(Source information begins)

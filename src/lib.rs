//! DevConnector 백엔드
//!
//! 개발자 커뮤니티를 위한 사용자/프로필 REST API 서비스입니다.
//! 이메일/비밀번호 가입, JWT 토큰 인증, 프로필(경력, 학력, 소셜 링크) 관리,
//! GitHub 저장소 조회를 제공하며 싱글톤 매크로 기반 의존성 주입을 사용합니다.
//!
//! # Features
//!
//! - **사용자 계정**: 회원가입, 로그인, 계정 삭제
//! - **JWT 인증**: `x-auth-token` 헤더 기반 상태 없는 인증
//! - **프로필**: 생성/수정, 경력과 학력 항목 관리
//! - **GitHub**: 프로필 사용자의 최근 저장소 조회
//! - **싱글톤 DI**: 매크로 기반 자동 의존성 주입
//! - **MongoDB**: 사용자와 프로필 영구 저장
//!
//! # Architecture
//!
//! ```text
//! routes ─▶ handlers ─▶ services ─▶ repositories ─▶ MongoDB
//!    │                     │
//!    └─ AuthMiddleware     └─ GitHub API (reqwest)
//! ```
//!
//! 서비스와 리포지토리는 `#[service]`/`#[repository]` 싱글톤이며
//! `core::registry::ServiceLocator`가 시작 시 한 번에 생성합니다.
//!
//! # Examples
//!
//! ```rust,ignore
//! use devconnector_backend::services::users::UserService;
//!
//! let token = UserService::instance().register(request).await?;
//! ```

pub mod config;
pub mod core;
pub mod db;
pub mod domain;
pub mod handlers;
pub mod middlewares;
pub mod repositories;
pub mod routes;
pub mod services;
pub mod utils;
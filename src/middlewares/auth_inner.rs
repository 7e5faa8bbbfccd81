use std::rc::Rc;
use std::sync::Arc;

use actix_web::body::EitherBody;
use actix_web::dev::{forward_ready, Service, ServiceRequest, ServiceResponse};
use actix_web::{Error, HttpMessage, ResponseError};
use futures_util::future::LocalBoxFuture;
use mongodb::bson::oid::ObjectId;

use crate::config::JwtConfig;
use crate::core::AppError;
use crate::domain::models::auth::AuthenticatedUser;
use crate::services::auth::token_service::{TokenService, INVALID_TOKEN_MESSAGE};

/// 토큰을 싣는 요청 헤더
pub const AUTH_HEADER: &str = "x-auth-token";

pub const NO_TOKEN_MESSAGE: &str = "No token, auth failed";

pub struct AuthMiddlewareService<S> {
    pub service: Rc<S>,
    pub config: Option<Arc<JwtConfig>>,
}

impl<S, B> Service<ServiceRequest> for AuthMiddlewareService<S>
where
    S: Service<ServiceRequest, Response = ServiceResponse<B>, Error = Error> + 'static,
    S::Future: 'static,
    B: 'static,
{
    type Response = ServiceResponse<EitherBody<B>>;
    type Error = Error;
    type Future = LocalBoxFuture<'static, actix_web::Result<Self::Response, Self::Error>>;

    forward_ready!(service);

    fn call(&self, req: ServiceRequest) -> Self::Future {
        let service = self.service.clone();
        let config = self.config.clone();

        Box::pin(async move {
            match authenticate(&req, config.as_deref()) {
                Ok(user) => {
                    log::debug!("인증 성공: 사용자 ID {}", user.user_id);
                    req.extensions_mut().insert(user);
                }
                Err(err) => {
                    log::warn!("인증 실패: {} {} ({})", req.method(), req.path(), err);
                    let response = err.error_response();
                    let (req, _) = req.into_parts();
                    return Ok(ServiceResponse::new(req, response).map_into_right_body());
                }
            }

            let res = service.call(req).await?;
            Ok(res.map_into_left_body())
        })
    }
}

/// `x-auth-token` 헤더의 토큰을 검증하여 사용자 식별 정보를 만듭니다.
fn authenticate(
    req: &ServiceRequest,
    config: Option<&JwtConfig>,
) -> Result<AuthenticatedUser, AppError> {
    let invalid = || AppError::AuthenticationError(INVALID_TOKEN_MESSAGE.to_string());

    let header = req
        .headers()
        .get(AUTH_HEADER)
        .ok_or_else(|| AppError::AuthenticationError(NO_TOKEN_MESSAGE.to_string()))?;

    // 헤더가 있으면 읽을 수 없거나 비어 있어도 검증 실패로 처리
    let token = header
        .to_str()
        .map(str::trim)
        .ok()
        .filter(|t| !t.is_empty())
        .ok_or_else(invalid)?;

    let token_service = TokenService::instance();
    let claims = match config {
        Some(config) => token_service.verify_token_with(config, token)?,
        None => token_service.verify_token(token)?,
    };

    // 서명은 맞지만 ObjectId가 아닌 ID는 이 서버가 발급한 토큰이 아니다
    if ObjectId::parse_str(&claims.user.id).is_err() {
        return Err(invalid());
    }

    Ok(AuthenticatedUser::new(claims.user.id))
}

(Source information ends)

Activity:
Retype all of the records above without a single alteration.

Answer for this exercise:
filename src/lib.rs
//! DevConnector 백엔드
//!
//! 개발자 커뮤니티를 위한 사용자/프로필 REST API 서비스입니다.
//! 이메일/비밀번호 가입, JWT 토큰 인증, 프로필(경력, 학력, 소셜 링크) 관리,
//! GitHub 저장소 조회를 제공하며 싱글톤 매크로 기반 의존성 주입을 사용합니다.
//!
//! # Features
//!
//! - **사용자 계정**: 회원가입, 로그인, 계정 삭제
//! - **JWT 인증**: `x-auth-token` 헤더 기반 상태 없는 인증
//! - **프로필**: 생성/수정, 경력과 학력 항목 관리
//! - **GitHub**: 프로필 사용자의 최근 저장소 조회
//! - **싱글톤 DI**: 매크로 기반 자동 의존성 주입
//! - **MongoDB**: 사용자와 프로필 영구 저장
//!
//! # Architecture
//!
//! ```text
//! routes ─▶ handlers ─▶ services ─▶ repositories ─▶ MongoDB
//!    │                     │
//!    └─ AuthMiddleware     └─ GitHub API (reqwest)
//! ```
//!
//! 서비스와 리포지토리는 `#[service]`/`#[repository]` 싱글톤이며
//! `core::registry::ServiceLocator`가 시작 시 한 번에 생성합니다.
//!
//! # Examples
//!
//! ```rust,ignore
//! use devconnector_backend::services::users::UserService;
//!
//! let token = UserService::instance().register(request).await?;
//! ```

pub mod config;
pub mod core;
pub mod db;
pub mod domain;
pub mod handlers;
pub mod middlewares;
pub mod repositories;
pub mod routes;
pub mod services;
pub mod utils;
filename src/middlewares/auth_inner.rs
repository 7e5faa8bbbfccd81
use std::rc::Rc;
use std::sync::Arc;

use actix_web::body::EitherBody;
use actix_web::dev::{forward_ready, Service, ServiceRequest, ServiceResponse};
use actix_web::{Error, HttpMessage, ResponseError};
use futures_util::future::LocalBoxFuture;
use mongodb::bson::oid::ObjectId;

use crate::config::JwtConfig;
use crate::core::AppError;
use crate::domain::models::auth::AuthenticatedUser;
use crate::services::auth::token_service::{TokenService, INVALID_TOKEN_MESSAGE};

/// 토큰을 싣는 요청 헤더
pub const AUTH_HEADER: &str = "x-auth-token";

pub const NO_TOKEN_MESSAGE: &str = "No token, auth failed";

pub struct AuthMiddlewareService<S> {
    pub service: Rc<S>,
    pub config: Option<Arc<JwtConfig>>,
}

impl<S, B> Service<ServiceRequest> for AuthMiddlewareService<S>
where
    S: Service<ServiceRequest, Response = ServiceResponse<B>, Error = Error> + 'static,
    S::Future: 'static,
    B: 'static,
{
    type Response = ServiceResponse<EitherBody<B>>;
    type Error = Error;
    type Future = LocalBoxFuture<'static, actix_web::Result<Self::Response, Self::Error>>;

    forward_ready!(service);

    fn call(&self, req: ServiceRequest) -> Self::Future {
        let service = self.service.clone();
        let config = self.config.clone();

        Box::pin(async move {
            match authenticate(&req, config.as_deref()) {
                Ok(user) => {
                    log::debug!("인증 성공: 사용자 ID {}", user.user_id);
                    req.extensions_mut().insert(user);
                }
                Err(err) => {
                    log::warn!("인증 실패: {} {} ({})", req.method(), req.path(), err);
                    let response = err.error_response();
                    let (req, _) = req.into_parts();
                    return Ok(ServiceResponse::new(req, response).map_into_right_body());
                }
            }

            let res = service.call(req).await?;
            Ok(res.map_into_left_body())
        })
    }
}

/// `x-auth-token` 헤더의 토큰을 검증하여 사용자 식별 정보를 만듭니다.
fn authenticate(
    req: &ServiceRequest,
    config: Option<&JwtConfig>,
) -> Result<AuthenticatedUser, AppError> {
    let invalid = || AppError::AuthenticationError(INVALID_TOKEN_MESSAGE.to_string());

    let header = req
        .headers()
        .get(AUTH_HEADER)
        .ok_or_else(|| AppError::AuthenticationError(NO_TOKEN_MESSAGE.to_string()))?;

    // 헤더가 있으면 읽을 수 없거나 비어 있어도 검증 실패로 처리
    let token = header
        .to_str()
        .map(str::trim)
        .ok()
        .filter(|t| !t.is_empty())
        .ok_or_else(invalid)?;

    let token_service = TokenService::instance();
    let claims = match config {
        Some(config) => token_service.verify_token_with(config, token)?,
        None => token_service.verify_token(token)?,
    };

    // 서명은 맞지만 ObjectId가 아닌 ID는 이 서버가 발급한 토큰이 아니다
    if ObjectId::parse_str(&claims.user.id).is_err() {
        return Err(invalid());
    }

    Ok(AuthenticatedUser::new(claims.user.id))
}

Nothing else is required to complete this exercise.